Task item: Output every line below exactly.

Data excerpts
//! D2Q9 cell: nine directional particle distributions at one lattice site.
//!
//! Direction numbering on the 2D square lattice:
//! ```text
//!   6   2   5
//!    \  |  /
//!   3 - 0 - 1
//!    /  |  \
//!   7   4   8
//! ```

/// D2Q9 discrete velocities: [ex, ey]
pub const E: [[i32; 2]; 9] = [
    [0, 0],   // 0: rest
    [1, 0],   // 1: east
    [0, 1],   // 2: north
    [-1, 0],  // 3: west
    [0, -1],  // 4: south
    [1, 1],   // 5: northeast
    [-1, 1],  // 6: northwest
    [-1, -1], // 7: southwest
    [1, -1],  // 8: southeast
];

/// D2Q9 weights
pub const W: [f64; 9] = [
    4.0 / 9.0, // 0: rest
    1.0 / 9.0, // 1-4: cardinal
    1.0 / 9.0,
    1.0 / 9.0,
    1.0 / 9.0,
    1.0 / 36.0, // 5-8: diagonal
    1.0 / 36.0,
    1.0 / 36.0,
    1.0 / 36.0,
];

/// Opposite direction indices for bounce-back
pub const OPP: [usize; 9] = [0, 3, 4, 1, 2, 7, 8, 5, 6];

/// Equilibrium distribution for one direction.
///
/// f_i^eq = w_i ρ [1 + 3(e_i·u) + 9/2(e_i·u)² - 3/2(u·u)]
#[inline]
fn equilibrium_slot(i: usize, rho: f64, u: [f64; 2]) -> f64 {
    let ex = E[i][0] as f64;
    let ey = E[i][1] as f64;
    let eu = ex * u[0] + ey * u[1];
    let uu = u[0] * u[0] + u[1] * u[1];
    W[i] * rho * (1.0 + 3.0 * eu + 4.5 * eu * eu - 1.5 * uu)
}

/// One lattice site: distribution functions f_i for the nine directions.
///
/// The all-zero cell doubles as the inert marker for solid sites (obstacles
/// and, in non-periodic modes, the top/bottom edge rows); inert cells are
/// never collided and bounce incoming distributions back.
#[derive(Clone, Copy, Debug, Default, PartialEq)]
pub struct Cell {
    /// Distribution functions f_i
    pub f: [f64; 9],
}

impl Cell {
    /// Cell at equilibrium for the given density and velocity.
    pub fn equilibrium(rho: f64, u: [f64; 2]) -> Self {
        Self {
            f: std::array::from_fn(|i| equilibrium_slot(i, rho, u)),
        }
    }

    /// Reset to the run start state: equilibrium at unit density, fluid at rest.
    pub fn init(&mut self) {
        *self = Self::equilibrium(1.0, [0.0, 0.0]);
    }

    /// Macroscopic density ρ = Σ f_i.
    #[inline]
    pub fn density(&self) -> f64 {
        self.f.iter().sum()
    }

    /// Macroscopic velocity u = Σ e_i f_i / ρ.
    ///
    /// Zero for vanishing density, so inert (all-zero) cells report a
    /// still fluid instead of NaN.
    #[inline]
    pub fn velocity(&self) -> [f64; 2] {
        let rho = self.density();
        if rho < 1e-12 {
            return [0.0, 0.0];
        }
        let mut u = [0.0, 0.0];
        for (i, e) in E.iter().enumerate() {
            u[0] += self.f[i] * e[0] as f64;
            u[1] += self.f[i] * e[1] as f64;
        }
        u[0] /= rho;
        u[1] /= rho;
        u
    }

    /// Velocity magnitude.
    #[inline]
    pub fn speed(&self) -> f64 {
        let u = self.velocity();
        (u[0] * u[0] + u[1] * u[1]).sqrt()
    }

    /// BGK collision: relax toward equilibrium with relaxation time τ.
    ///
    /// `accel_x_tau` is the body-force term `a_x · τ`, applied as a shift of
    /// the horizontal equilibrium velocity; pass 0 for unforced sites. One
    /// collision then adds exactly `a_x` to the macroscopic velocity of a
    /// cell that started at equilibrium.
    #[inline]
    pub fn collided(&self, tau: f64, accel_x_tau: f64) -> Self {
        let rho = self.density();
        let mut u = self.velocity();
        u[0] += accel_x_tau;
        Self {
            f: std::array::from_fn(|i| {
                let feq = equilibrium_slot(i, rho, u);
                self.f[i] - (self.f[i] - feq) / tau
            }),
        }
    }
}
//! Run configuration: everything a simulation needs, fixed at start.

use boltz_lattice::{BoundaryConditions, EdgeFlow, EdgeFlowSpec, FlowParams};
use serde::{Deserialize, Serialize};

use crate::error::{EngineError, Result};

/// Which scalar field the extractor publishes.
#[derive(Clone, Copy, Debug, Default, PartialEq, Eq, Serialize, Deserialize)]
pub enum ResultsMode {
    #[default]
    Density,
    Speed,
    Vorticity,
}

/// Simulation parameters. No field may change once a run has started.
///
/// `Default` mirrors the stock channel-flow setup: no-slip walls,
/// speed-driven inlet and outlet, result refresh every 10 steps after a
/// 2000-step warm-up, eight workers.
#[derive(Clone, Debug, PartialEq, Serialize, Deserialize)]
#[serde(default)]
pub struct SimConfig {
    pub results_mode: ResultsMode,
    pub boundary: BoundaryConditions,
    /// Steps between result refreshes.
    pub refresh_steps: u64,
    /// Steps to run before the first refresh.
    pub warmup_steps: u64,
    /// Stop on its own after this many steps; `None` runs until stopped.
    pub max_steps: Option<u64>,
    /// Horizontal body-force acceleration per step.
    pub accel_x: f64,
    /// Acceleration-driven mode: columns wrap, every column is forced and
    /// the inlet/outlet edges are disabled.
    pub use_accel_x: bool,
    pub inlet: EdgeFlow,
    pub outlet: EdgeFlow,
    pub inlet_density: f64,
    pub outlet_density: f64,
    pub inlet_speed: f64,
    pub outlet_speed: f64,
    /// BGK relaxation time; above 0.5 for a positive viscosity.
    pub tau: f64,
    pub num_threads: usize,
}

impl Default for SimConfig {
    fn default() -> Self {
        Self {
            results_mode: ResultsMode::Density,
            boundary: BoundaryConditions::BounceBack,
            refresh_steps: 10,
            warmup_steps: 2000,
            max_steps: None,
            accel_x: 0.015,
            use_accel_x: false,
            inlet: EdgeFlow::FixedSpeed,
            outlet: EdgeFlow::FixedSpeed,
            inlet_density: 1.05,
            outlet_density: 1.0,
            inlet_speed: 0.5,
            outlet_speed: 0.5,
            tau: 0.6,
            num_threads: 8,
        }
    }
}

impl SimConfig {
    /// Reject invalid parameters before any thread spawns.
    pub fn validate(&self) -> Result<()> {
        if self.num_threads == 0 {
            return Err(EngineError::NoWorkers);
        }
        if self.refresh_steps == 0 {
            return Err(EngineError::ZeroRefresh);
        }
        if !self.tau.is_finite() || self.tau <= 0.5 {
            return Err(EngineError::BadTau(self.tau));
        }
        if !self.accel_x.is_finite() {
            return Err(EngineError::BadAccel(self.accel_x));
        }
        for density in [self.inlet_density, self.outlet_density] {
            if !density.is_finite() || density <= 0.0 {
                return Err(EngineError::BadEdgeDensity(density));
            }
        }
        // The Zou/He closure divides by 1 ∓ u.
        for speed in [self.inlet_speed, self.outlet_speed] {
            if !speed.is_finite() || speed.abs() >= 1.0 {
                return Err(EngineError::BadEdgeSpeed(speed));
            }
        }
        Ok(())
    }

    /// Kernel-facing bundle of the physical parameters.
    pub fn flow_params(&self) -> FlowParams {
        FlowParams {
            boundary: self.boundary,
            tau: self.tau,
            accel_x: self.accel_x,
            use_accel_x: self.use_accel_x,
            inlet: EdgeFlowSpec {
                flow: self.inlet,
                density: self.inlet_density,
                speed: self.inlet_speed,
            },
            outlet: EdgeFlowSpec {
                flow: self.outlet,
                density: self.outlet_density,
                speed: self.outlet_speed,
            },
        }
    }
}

Answer section:
//! D2Q9 cell: nine directional particle distributions at one lattice site.
//!
//! Direction numbering on the 2D square lattice:
//! ```text
//!   6   2   5
//!    \  |  /
//!   3 - 0 - 1
//!    /  |  \
//!   7   4   8
//! ```

/// D2Q9 discrete velocities: [ex, ey]
pub const E: [[i32; 2]; 9] = [
    [0, 0],   // 0: rest
    [1, 0],   // 1: east
    [0, 1],   // 2: north
    [-1, 0],  // 3: west
    [0, -1],  // 4: south
    [1, 1],   // 5: northeast
    [-1, 1],  // 6: northwest
    [-1, -1], // 7: southwest
    [1, -1],  // 8: southeast
];

/// D2Q9 weights
pub const W: [f64; 9] = [
    4.0 / 9.0, // 0: rest
    1.0 / 9.0, // 1-4: cardinal
    1.0 / 9.0,
    1.0 / 9.0,
    1.0 / 9.0,
    1.0 / 36.0, // 5-8: diagonal
    1.0 / 36.0,
    1.0 / 36.0,
    1.0 / 36.0,
];

/// Opposite direction indices for bounce-back
pub const OPP: [usize; 9] = [0, 3, 4, 1, 2, 7, 8, 5, 6];

/// Equilibrium distribution for one direction.
///
/// f_i^eq = w_i ρ [1 + 3(e_i·u) + 9/2(e_i·u)² - 3/2(u·u)]
#[inline]
fn equilibrium_slot(i: usize, rho: f64, u: [f64; 2]) -> f64 {
    let ex = E[i][0] as f64;
    let ey = E[i][1] as f64;
    let eu = ex * u[0] + ey * u[1];
    let uu = u[0] * u[0] + u[1] * u[1];
    W[i] * rho * (1.0 + 3.0 * eu + 4.5 * eu * eu - 1.5 * uu)
}

/// One lattice site: distribution functions f_i for the nine directions.
///
/// The all-zero cell doubles as the inert marker for solid sites (obstacles
/// and, in non-periodic modes, the top/bottom edge rows); inert cells are
/// never collided and bounce incoming distributions back.
#[derive(Clone, Copy, Debug, Default, PartialEq)]
pub struct Cell {
    /// Distribution functions f_i
    pub f: [f64; 9],
}

impl Cell {
    /// Cell at equilibrium for the given density and velocity.
    pub fn equilibrium(rho: f64, u: [f64; 2]) -> Self {
        Self {
            f: std::array::from_fn(|i| equilibrium_slot(i, rho, u)),
        }
    }

    /// Reset to the run start state: equilibrium at unit density, fluid at rest.
    pub fn init(&mut self) {
        *self = Self::equilibrium(1.0, [0.0, 0.0]);
    }

    /// Macroscopic density ρ = Σ f_i.
    #[inline]
    pub fn density(&self) -> f64 {
        self.f.iter().sum()
    }

    /// Macroscopic velocity u = Σ e_i f_i / ρ.
    ///
    /// Zero for vanishing density, so inert (all-zero) cells report a
    /// still fluid instead of NaN.
    #[inline]
    pub fn velocity(&self) -> [f64; 2] {
        let rho = self.density();
        if rho < 1e-12 {
            return [0.0, 0.0];
        }
        let mut u = [0.0, 0.0];
        for (i, e) in E.iter().enumerate() {
            u[0] += self.f[i] * e[0] as f64;
            u[1] += self.f[i] * e[1] as f64;
        }
        u[0] /= rho;
        u[1] /= rho;
        u
    }

    /// Velocity magnitude.
    #[inline]
    pub fn speed(&self) -> f64 {
        let u = self.velocity();
        (u[0] * u[0] + u[1] * u[1]).sqrt()
    }

    /// BGK collision: relax toward equilibrium with relaxation time τ.
    ///
    /// `accel_x_tau` is the body-force term `a_x · τ`, applied as a shift of
    /// the horizontal equilibrium velocity; pass 0 for unforced sites. One
    /// collision then adds exactly `a_x` to the macroscopic velocity of a
    /// cell that started at equilibrium.
    #[inline]
    pub fn collided(&self, tau: f64, accel_x_tau: f64) -> Self {
        let rho = self.density();
        let mut u = self.velocity();
        u[0] += accel_x_tau;
        Self {
            f: std::array::from_fn(|i| {
                let feq = equilibrium_slot(i, rho, u);
                self.f[i] - (self.f[i] - feq) / tau
            }),
        }
    }
}
//! Run configuration: everything a simulation needs, fixed at start.

use boltz_lattice::{BoundaryConditions, EdgeFlow, EdgeFlowSpec, FlowParams};
use serde::{Deserialize, Serialize};

use crate::error::{EngineError, Result};

/// Which scalar field the extractor publishes.
#[derive(Clone, Copy, Debug, Default, PartialEq, Eq, Serialize, Deserialize)]
pub enum ResultsMode {
    #[default]
    Density,
    Speed,
    Vorticity,
}

/// Simulation parameters. No field may change once a run has started.
///
/// `Default` mirrors the stock channel-flow setup: no-slip walls,
/// speed-driven inlet and outlet, result refresh every 10 steps after a
/// 2000-step warm-up, eight workers.
#[derive(Clone, Debug, PartialEq, Serialize, Deserialize)]
#[serde(default)]
pub struct SimConfig {
    pub results_mode: ResultsMode,
    pub boundary: BoundaryConditions,
    /// Steps between result refreshes.
    pub refresh_steps: u64,
    /// Steps to run before the first refresh.
    pub warmup_steps: u64,
    /// Stop on its own after this many steps; `None` runs until stopped.
    pub max_steps: Option<u64>,
    /// Horizontal body-force acceleration per step.
    pub accel_x: f64,
    /// Acceleration-driven mode: columns wrap, every column is forced and
    /// the inlet/outlet edges are disabled.
    pub use_accel_x: bool,
    pub inlet: EdgeFlow,
    pub outlet: EdgeFlow,
    pub inlet_density: f64,
    pub outlet_density: f64,
    pub inlet_speed: f64,
    pub outlet_speed: f64,
    /// BGK relaxation time; above 0.5 for a positive viscosity.
    pub tau: f64,
    pub num_threads: usize,
}

impl Default for SimConfig {
    fn default() -> Self {
        Self {
            results_mode: ResultsMode::Density,
            boundary: BoundaryConditions::BounceBack,
            refresh_steps: 10,
            warmup_steps: 2000,
            max_steps: None,
            accel_x: 0.015,
            use_accel_x: false,
            inlet: EdgeFlow::FixedSpeed,
            outlet: EdgeFlow::FixedSpeed,
            inlet_density: 1.05,
            outlet_density: 1.0,
            inlet_speed: 0.5,
            outlet_speed: 0.5,
            tau: 0.6,
            num_threads: 8,
        }
    }
}

impl SimConfig {
    /// Reject invalid parameters before any thread spawns.
    pub fn validate(&self) -> Result<()> {
        if self.num_threads == 0 {
            return Err(EngineError::NoWorkers);
        }
        if self.refresh_steps == 0 {
            return Err(EngineError::ZeroRefresh);
        }
        if !self.tau.is_finite() || self.tau <= 0.5 {
            return Err(EngineError::BadTau(self.tau));
        }
        if !self.accel_x.is_finite() {
            return Err(EngineError::BadAccel(self.accel_x));
        }
        for density in [self.inlet_density, self.outlet_density] {
            if !density.is_finite() || density <= 0.0 {
                return Err(EngineError::BadEdgeDensity(density));
            }
        }
        // The Zou/He closure divides by 1 ∓ u.
        for speed in [self.inlet_speed, self.outlet_speed] {
            if !speed.is_finite() || speed.abs() >= 1.0 {
                return Err(EngineError::BadEdgeSpeed(speed));
            }
        }
        Ok(())
    }

    /// Kernel-facing bundle of the physical parameters.
    pub fn flow_params(&self) -> FlowParams {
        FlowParams {
            boundary: self.boundary,
            tau: self.tau,
            accel_x: self.accel_x,
            use_accel_x: self.use_accel_x,
            inlet: EdgeFlowSpec {
                flow: self.inlet,
                density: self.inlet_density,
                speed: self.inlet_speed,
            },
            outlet: EdgeFlowSpec {
                flow: self.outlet,
                density: self.outlet_density,
                speed: self.outlet_speed,
            },
        }
    }
}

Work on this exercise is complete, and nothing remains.